[Stored data]
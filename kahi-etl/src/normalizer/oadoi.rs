//! oaDOI / Unpaywall records: open-access flag and status only

use super::{as_object, flag, text, Normalizer};
use crate::error::ParseError;
use crate::types::{ExternalId, Provider, ProviderRecord};
use serde_json::Value;

pub struct OadoiNormalizer;

impl Normalizer for OadoiNormalizer {
    fn provider(&self) -> Provider {
        Provider::Oadoi
    }

    fn parse(&self, raw: &Value, checked_at: i64) -> Result<ProviderRecord, ParseError> {
        let obj = as_object(raw)?;
        let mut record = ProviderRecord::new(Provider::Oadoi, checked_at);

        record.document.is_open_access = flag(obj, "is_oa")?;
        record.document.open_access_status = text(obj, "oa_status");
        if let Some(doi) = text(obj, "doi") {
            record.document.external_ids.push(ExternalId::doi(&doi));
        }

        Ok(record)
    }
}
//! Database test utilities

use anyhow::Result;
use kahi_etl::db;
use kahi_etl::types::Provider;
use serde_json::Value;
use sqlx::SqlitePool;
use tempfile::TempDir;

/// Temporary database with tables created
///
/// The `TempDir` must outlive the pool.
pub async fn create_test_db() -> Result<(TempDir, SqlitePool)> {
    let temp_dir = TempDir::new()?;
    let pool = db::init_database_pool(&temp_dir.path().join("kahi_test.db")).await?;
    Ok((temp_dir, pool))
}

/// Stage one raw record the way `kahi-etl stage` does
pub async fn stage(pool: &SqlitePool, provider: Provider, body: &Value) {
    kahi_etl::staging::stage_record(pool, provider, body)
        .await
        .expect("staging failed");
}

• _WHAT TO PRODUCE_
Your task is to reproduce exactly the lines that begin with the one containing "Stage one raw" and continue to the end of the data, both ends included.

• _RESPONSE TO THIS EXERCISE_
/// Stage one raw record the way `kahi-etl stage` does
pub async fn stage(pool: &SqlitePool, provider: Provider, body: &Value) {
    kahi_etl::staging::stage_record(pool, provider, body)
        .await
        .expect("staging failed");
}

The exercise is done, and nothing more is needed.